Blitz: Die Chroniken von Hara 2
Erdhügel.
Als ich den nächsten Schritt mache, bebt der Boden unter meinen Füßen und sackt weg. Ich habe den Eindruck, über einen Teppich zu gehen, der zwischen den Bäumen gespannt ist und unter meinem Gewicht nachgibt. Am nächtlichen Himmel stehen weder Sterne noch der Mond. Aus dem Nebel steigt ein fahles, im Takt meines Herzens pulsierendes Licht auf.
Nach zwei weiteren Schritten schmatzt es unter mir widerlich. Noch ehe ich überhaupt Furcht empfinden kann, bin ich bereits bis zu den Schenkeln eingebrochen.

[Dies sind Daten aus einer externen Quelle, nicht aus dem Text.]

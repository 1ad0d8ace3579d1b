// Handles compositor callbacks; the frame callback re-arms presentation.
use log::debug;
use smithay_client_toolkit::compositor::CompositorHandler;
use wayland_client::{
    Connection, QueueHandle,
    protocol::{wl_output, wl_surface},
};

use super::super::state::WaylandState;

impl CompositorHandler for WaylandState {
    fn scale_factor_changed(
        &mut self,
        _conn: &Connection,
        _qh: &QueueHandle<Self>,
        _surface: &wl_surface::WlSurface,
        _new_factor: i32,
    ) {
        debug!("Scale factor changed");
    }

    fn transform_changed(
        &mut self,
        _conn: &Connection,
        _qh: &QueueHandle<Self>,
        _surface: &wl_surface::WlSurface,
        _new_transform: wl_output::Transform,
    ) {
        debug!("Transform changed");
    }

    fn frame(
        &mut self,
        _conn: &Connection,
        _qh: &QueueHandle<Self>,
        _surface: &wl_surface::WlSurface,
        time: u32,
    ) {
        debug!("Frame callback received (time: {}ms)", time);
        self.surface.set_frame_callback_pending(false);
    }

    fn surface_enter(
        &mut self,
        _conn: &Connection,
        _qh: &QueueHandle<Self>,
        _surface: &wl_surface::WlSurface,
        _output: &wl_output::WlOutput,
    ) {
        debug!("Surface entered output");
    }

    fn surface_leave(
        &mut self,
        _conn: &Connection,
        _qh: &QueueHandle<Self>,
        _surface: &wl_surface::WlSurface,
        _output: &wl_output::WlOutput,
    ) {
        debug!("Surface left output");
    }
}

Ein betäubender Gestank schlägt mir in die Nase, in dem sich die Gerüche von altem Gras, abgestandenem Wasser, Moder und verfaulten Eiern mischen.
Dummkopf! Idiot! Narr!
Hast du jetzt auch noch dein letztes bisschen Verstand verloren, dass du einen Sumpf nicht mehr erkennst?!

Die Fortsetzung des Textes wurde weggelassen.